HOUSTON - Flood waters not only destroy homes and highways, but also bring with chemicals, heavy metals, sewage, debris and mosquitoes to people's homes in what officials warned on Wednesday that residents are facing long-term health threats.

In a press conference, officials reminded residents to remain clear of flood water which could have dangerous debris, down power lines and snakes. They also reminded residents to stay vigilant to remove standing water to reduce the threat of mosquito-born illnesses.

"Prevention, prevention, prevention is the key," Dr. Humair Shaw, Harris County public health executive director said in the conference.
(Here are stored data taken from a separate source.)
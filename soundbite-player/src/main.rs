//! Soundbite - console clip player
//!
//! Loads a clip catalog, opens the audio output, and reads line commands
//! from stdin. Playback notifications are printed as they arrive.

use std::path::PathBuf;
use std::str::FromStr;
use std::sync::Arc;

use anyhow::{Context, Result};
use clap::Parser;
use soundbite_common::config::TomlConfig;
use soundbite_common::PlaybackEvent;
use soundbite_player::audio::{open_output, AudioDevice, CpalDevice, SymphoniaDecoder};
use soundbite_player::config::{ConfigOverrides, PlayerConfig};
use soundbite_player::playback::{BufferStore, PlaybackController, SequencePlayer, SharedFilter};
use soundbite_player::{ClipCatalog, FileFilter};
use tokio::io::{AsyncBufReadExt, BufReader};
use tokio::signal;
use tokio::sync::broadcast;
use tracing::{debug, info, warn};
use tracing_subscriber::{layer::SubscriberExt, util::SubscriberInitExt};

/// Command-line arguments for soundbite
#[derive(Parser, Debug)]
#[command(name = "soundbite")]
#[command(about = "Play short named clips from longer recordings")]
#[command(version)]
struct Args {
    /// Bootstrap TOML configuration file
    #[arg(short, long, env = "SOUNDBITE_CONFIG")]
    config: Option<PathBuf>,

    /// Clip catalog document (path or http(s) URL)
    #[arg(long, env = "SOUNDBITE_CATALOG")]
    catalog: Option<String>,

    /// Folder containing the clip source files
    #[arg(long, env = "SOUNDBITE_AUDIO_ROOT")]
    audio_root: Option<PathBuf>,

    /// Base URL the clip source files are fetched from
    #[arg(long, env = "SOUNDBITE_BASE_URL")]
    base_url: Option<String>,

    /// Initial file filter ("all" or a file name)
    #[arg(short, long)]
    filter: Option<String>,

    /// Pause between clips in sequence mode, in milliseconds
    #[arg(long)]
    pause_ms: Option<u64>,

    /// Skip decoding every catalog file at startup
    #[arg(long)]
    no_preload: bool,

    /// Output device name (default device when omitted)
    #[arg(long)]
    device: Option<String>,

    /// List output devices and exit
    #[arg(long)]
    list_devices: bool,
}

impl Args {
    fn overrides(&self) -> ConfigOverrides {
        ConfigOverrides {
            catalog: self.catalog.clone(),
            audio_root: self.audio_root.clone(),
            base_url: self.base_url.clone(),
            filter: self.filter.clone(),
            sequence_pause_ms: self.pause_ms,
            no_preload: self.no_preload,
        }
    }
}

/// One console command
#[derive(Debug, Clone, PartialEq)]
enum Command {
    Play(String),
    Stop,
    Random,
    Filter(FileFilter),
    Clips,
    Files,
    Status,
    Help,
    Quit,
}

impl FromStr for Command {
    type Err = String;

    fn from_str(line: &str) -> std::result::Result<Self, Self::Err> {
        let line = line.trim();
        let (word, rest) = line
            .split_once(char::is_whitespace)
            .map(|(w, r)| (w, r.trim()))
            .unwrap_or((line, ""));

        match (word.to_ascii_lowercase().as_str(), rest) {
            ("play", "") => Err("usage: play <clip>".to_string()),
            ("play", clip) => Ok(Command::Play(clip.to_string())),
            ("stop", _) => Ok(Command::Stop),
            ("random", _) => Ok(Command::Random),
            ("filter", value) => Ok(Command::Filter(FileFilter::parse(value))),
            ("clips", _) => Ok(Command::Clips),
            ("files", _) => Ok(Command::Files),
            ("status", _) => Ok(Command::Status),
            ("help", _) | ("?", _) => Ok(Command::Help),
            ("quit", _) | ("exit", _) => Ok(Command::Quit),
            (other, _) => Err(format!("unknown command '{}' (try 'help')", other)),
        }
    }
}

#[tokio::main]
async fn main() -> Result<()> {
    let args = Args::parse();

    if args.list_devices {
        for name in CpalDevice::list_devices().context("Failed to list audio devices")? {
            println!("{}", name);
        }
        return Ok(());
    }

    let toml = TomlConfig::load_or_default(args.config.as_deref())
        .context("Failed to load configuration")?;

    // Initialize tracing
    tracing_subscriber::registry()
        .with(
            tracing_subscriber::EnvFilter::try_from_default_env()
                .unwrap_or_else(|_| toml.logging.filter_directive().into()),
        )
        .with(tracing_subscriber::fmt::layer())
        .init();

    let config = PlayerConfig::resolve(args.overrides(), &toml)
        .context("Invalid configuration")?;

    info!("Starting soundbite");
    info!("Catalog: {}", config.catalog);
    info!("Audio source: {}", config.source);

    let catalog = Arc::new(ClipCatalog::load_or_empty(&config.catalog).await);

    let device = open_output(args.device.clone()).await;
    let decoder = Arc::new(SymphoniaDecoder::new(device.sample_rate()));
    let buffers = Arc::new(BufferStore::new(config.source.fetcher(), decoder));

    let controller = PlaybackController::new(
        Arc::clone(&catalog),
        Arc::clone(&buffers),
        device,
        SharedFilter::new(config.initial_filter.clone()),
    );
    let sequence = SequencePlayer::new(controller.clone(), config.sequence_pause);

    tokio::spawn(print_events(controller.subscribe()));

    if config.preload {
        let files = catalog.all_files();
        let buffers = Arc::clone(&buffers);
        tokio::spawn(async move {
            buffers.preload_all(files).await;
        });
    }

    println!(
        "{} clips loaded, filter: {}. Type 'help' for commands.",
        catalog.len(),
        controller.filter()
    );

    let mut lines = BufReader::new(tokio::io::stdin()).lines();
    let shutdown = shutdown_signal();
    tokio::pin!(shutdown);

    loop {
        tokio::select! {
            _ = &mut shutdown => break,
            line = lines.next_line() => {
                let Some(line) = line.context("Failed to read stdin")? else {
                    break;
                };
                if line.trim().is_empty() {
                    continue;
                }
                match line.parse::<Command>() {
                    Ok(Command::Quit) => break,
                    Ok(command) => run_command(command, &sequence),
                    Err(message) => println!("{}", message),
                }
            }
        }
    }

    sequence.stop();
    info!("Shutdown complete");
    Ok(())
}

fn run_command(command: Command, sequence: &SequencePlayer) {
    let controller = sequence.controller();

    match command {
        Command::Play(clip) => {
            let controller = controller.clone();
            tokio::spawn(async move {
                let outcome = controller.play(&clip).await;
                debug!("play '{}': {:?}", clip, outcome);
            });
        }
        Command::Stop => sequence.stop(),
        Command::Random => {
            if sequence.is_running() {
                println!("sequence already running");
            } else {
                let handle = sequence.spawn(controller.shared_filter());
                tokio::spawn(async move {
                    match handle.await {
                        Ok(exit) => debug!("sequence exit: {:?}", exit),
                        Err(e) => warn!("Sequence task failed: {}", e),
                    }
                });
            }
        }
        Command::Filter(filter) => {
            controller.set_filter(filter);
            println!("filter: {}", controller.filter());
        }
        Command::Clips => {
            let names = controller.catalog().names(&controller.filter());
            println!("{} clips: {}", names.len(), names.join(", "));
        }
        Command::Files => {
            for file in controller.catalog().all_files() {
                let marker = if controller.buffers().cached(&file).is_some() {
                    "*"
                } else {
                    " "
                };
                println!("{} {}", marker, file);
            }
        }
        Command::Status => {
            println!(
                "playing: {}, filter: {}, sequence: {}, cached files: {}",
                controller.current_clip().as_deref().unwrap_or("-"),
                controller.filter(),
                if controller.is_sequence_running() { "running" } else { "stopped" },
                controller.buffers().cached_count()
            );
        }
        Command::Help => {
            println!("play <clip> | stop | random | filter <file|all> | clips | files | status | quit");
        }
        Command::Quit => {}
    }
}

/// Print notifications until the controller goes away
async fn print_events(mut events: broadcast::Receiver<PlaybackEvent>) {
    loop {
        match events.recv().await {
            Ok(event) => match event {
                PlaybackEvent::Started { clip } => println!("> {}", clip),
                PlaybackEvent::Ended { clip } => println!("  {} (ended)", clip),
                PlaybackEvent::Interrupted { clip } => println!("  {} (interrupted)", clip),
                PlaybackEvent::Stopped => println!("  (stopped)"),
                PlaybackEvent::DeviceUnavailable { reason } => {
                    println!("! audio unavailable: {}", reason)
                }
            },
            Err(broadcast::error::RecvError::Lagged(missed)) => {
                warn!("Missed {} playback notifications", missed);
            }
            Err(broadcast::error::RecvError::Closed) => break,
        }
    }
}

/// Ctrl+C (or SIGTERM on unix)
async fn shutdown_signal() {
    let ctrl_c = async {
        if let Err(e) = signal::ctrl_c().await {
            warn!("Failed to listen for Ctrl+C: {}", e);
            std::future::pending::<()>().await;
        }
    };

    #[cfg(unix)]
    let terminate = async {
        match signal::unix::signal(signal::unix::SignalKind::terminate()) {
            Ok(mut term) => {
                term.recv().await;
            }
            Err(e) => {
                warn!("Failed to install SIGTERM handler: {}", e);
                std::future::pending::<()>().await;
            }
        }
    };

    #[cfg(not(unix))]
    let terminate = std::future::pending::<()>();

    tokio::select! {
        _ = ctrl_c => {
            info!("Received Ctrl+C, shutting down");
        },
        _ = terminate => {
            info!("Received terminate signal, shutting down");
        },
    }
}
Harris County is where Houston locates.

Shaw said that as much of the county remained underwater, the threats hidden beneath those murky tides have led to several injuries.

"When you expose yourself to flood waters, you put yourself at risk," he said, adding "if you've been exposed to flood water, do whatever you can do to disinfect yourself," he said.

As water begins to recede in most of the flooded roads in Houston, Xinhua correspondent saw there are people playing with flood water on the streets, or even fishing in lakes and rivers where the water level has risen dramatically since Hurricane Harvey made a landfall on Aug 25 in Gulf Coast area in Texas.

In particular, Shaw asked parents keep their children from playing flood water.

He also addressed the importance of homeowners and business owners cleaning their homes and buildings after they take in water.

Wildlife can post a health risk. Standing water left after the flood recedes will leave an ideal breading ground for mosquitoes which can spread Zika virus.

Water-borne and person-to-person infections can also early spread after a disaster. Overwhelmed sewer systems bring people into contact with disease-spreading bacteria. Stomach illnesses are common after floods, public health officials said.

About 16 people were killed in the current tropical storm, and officials were projecting that as many as 30,000 people will ultimately be evacuated from flooded homes in Houston and other cities and towns in Texas.